The ZB MED – For all your persistent identifier needs

What are persistent identifiers and what benefits do they offer?

Recent years have seen an explosion in the amount of research being published exclusively online, especially in the subject areas that the ZB MED collects. This development has highlighted the importance of using a method to persistently identify these publications and other content in order to ensure they remain traceable, searchable and citable over the long term.

URLs (Uniform Resource Locators) only describe the location of an object – and anyone familiar with ‘broken links’ will know how easily this can change. In contrast, persistent identifiers link to the object itself, which means that they continue to be valid and to provide a reference to the object even if the URL changes. This applies to all kinds of digital objects (i.e. to electronic documents as well as to all types of research data).

There are different types of persistent identifiers, the most important being DOI, URN, OpenURL and Handle.

Why use DOI? And how is the ZB MED involved?

Compared to other types of persistent identifier, the DOI system is widespread and very well established in the subject areas of medicine, health, nutrition, the environment and agriculture, and it provides widely accepted visible proof that a publication is citable.

By offering its DOI registration service, the ZB MED facilitates and promotes non-profit online publications from the fields of medicine, health, nutrition, the environment and agriculture. It pursues this goal through its membership of the DataCite consortium and in cooperation with the German National Library of Science and Technology (TIB), which operates as a DOI registration agency and provides the technical infrastructure.

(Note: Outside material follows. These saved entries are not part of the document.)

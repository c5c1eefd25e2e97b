//! Response classification shared by every NFHub operation.
//!
//! # Design
//! A response in the success range is handed back as an `ApiResponse`, its
//! body decoded or left raw according to the call's `ResponseMode`. Anything
//! else becomes `ApiError::Rejected`, with the message taken from, in order:
//! the body's `message` field, the body's `errors` list joined by CR-LF, or
//! the whole response serialized as JSON.

use serde::de::DeserializeOwned;
use serde::Serialize;
use serde_json::Value;

use crate::config::StatusPolicy;
use crate::error::{ApiError, MessageOrigin};
use crate::http::{HttpResponse, ResponseMode};

/// Separator placed between entries of an `errors` list.
pub const ERRORS_SEPARATOR: &str = "\r\n";

/// Body of a successful response.
#[derive(Debug, Clone, PartialEq)]
pub enum ResponseBody {
    /// Decoded JSON. An empty body decodes to `Value::Null`.
    Json(Value),
    /// Undecoded bytes, e.g. a PDF or an XML document.
    Raw(Vec<u8>),
}

impl ResponseBody {
    pub fn as_json(&self) -> Option<&Value> {
        match self {
            ResponseBody::Json(value) => Some(value),
            ResponseBody::Raw(_) => None,
        }
    }

    pub fn as_bytes(&self) -> Option<&[u8]> {
        match self {
            ResponseBody::Json(_) => None,
            ResponseBody::Raw(bytes) => Some(bytes),
        }
    }
}

/// A response that passed classification.
#[derive(Debug, Clone, PartialEq)]
pub struct ApiResponse {
    pub status: u16,
    pub headers: Vec<(String, String)>,
    pub body: ResponseBody,
}

impl ApiResponse {
    /// Deserialize a JSON body into `T`.
    pub fn json<T: DeserializeOwned>(&self) -> Result<T, ApiError> {
        match &self.body {
            ResponseBody::Json(value) => {
                serde_json::from_value(value.clone()).map_err(|e| ApiError::Deserialization(e.to_string()))
            }
            ResponseBody::Raw(_) => Err(ApiError::Deserialization(
                "response body was not decoded as JSON".to_string(),
            )),
        }
    }

    /// Raw body bytes of a binary download.
    pub fn bytes(&self) -> Option<&[u8]> {
        self.body.as_bytes()
    }
}

/// Serialized form of a rejected response, used when the body explains
/// nothing on its own.
#[derive(Serialize)]
struct RawDiagnostic<'a> {
    status: u16,
    headers: &'a [(String, String)],
    body: Value,
}

/// Apply the classification policy to a transport response.
pub fn classify(
    response: HttpResponse,
    mode: ResponseMode,
    policy: StatusPolicy,
) -> Result<ApiResponse, ApiError> {
    if policy.is_success(response.status) {
        let body = match mode {
            ResponseMode::Json => ResponseBody::Json(decode_json(&response.body)?),
            ResponseMode::Raw => ResponseBody::Raw(response.body),
        };
        return Ok(ApiResponse {
            status: response.status,
            headers: response.headers,
            body,
        });
    }
    Err(rejection(&response))
}

fn decode_json(bytes: &[u8]) -> Result<Value, ApiError> {
    if bytes.iter().all(u8::is_ascii_whitespace) {
        return Ok(Value::Null);
    }
    serde_json::from_slice(bytes).map_err(|e| ApiError::Deserialization(e.to_string()))
}

/// Build the `Rejected` error for a response outside the success range.
///
/// Error bodies are inspected as JSON regardless of the call's response mode.
fn rejection(response: &HttpResponse) -> ApiError {
    let decoded = serde_json::from_slice::<Value>(&response.body).ok();

    if let Some(message) = decoded.as_ref().and_then(|body| body.get("message")).and_then(text_of) {
        return ApiError::Rejected {
            status: response.status,
            origin: MessageOrigin::Message,
            message,
        };
    }

    if let Some(errors) = decoded.as_ref().and_then(|body| body.get("errors")).and_then(Value::as_array) {
        let message = errors
            .iter()
            .map(|entry| text_of(entry).unwrap_or_default())
            .collect::<Vec<_>>()
            .join(ERRORS_SEPARATOR);
        return ApiError::Rejected {
            status: response.status,
            origin: MessageOrigin::Errors,
            message,
        };
    }

    let diagnostic = RawDiagnostic {
        status: response.status,
        headers: &response.headers,
        body: decoded.unwrap_or_else(|| Value::String(String::from_utf8_lossy(&response.body).into_owned())),
    };
    ApiError::Rejected {
        status: response.status,
        origin: MessageOrigin::RawResponse,
        message: serde_json::to_string(&diagnostic).unwrap_or_else(|_| format!("HTTP {}", response.status)),
    }
}

/// Strings verbatim, other non-null values as compact JSON.
fn text_of(value: &Value) -> Option<String> {
    match value {
        Value::Null => None,
        Value::String(s) => Some(s.clone()),
        other => Some(other.to_string()),
    }
}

What type of digital content can DOIs be assigned to?

Publications:

  • Journal articles
  • Research reports
  • Websites with scientific/academic contents
  • Congress publications
  • Posters, etc.

Research data:

  • Image data
  • Videos
  • Audio data
  • Statistical data
  • Sequence data
  • Interview data, etc. 

Related links: Wikipedia: DOI, DataCite

Important

Please note that DOIs can generally only be assigned to entire collections and their constituent parts – not to individual items from a collection. That means, for example, that journal publishers are welcome to use our services to obtain DOIs for the articles that appear in their journals on a regular basis. If you are an individual author who wishes to obtain a DOI for one or more articles, we would ask you to first discuss this issue with your editor or the publisher of the journal.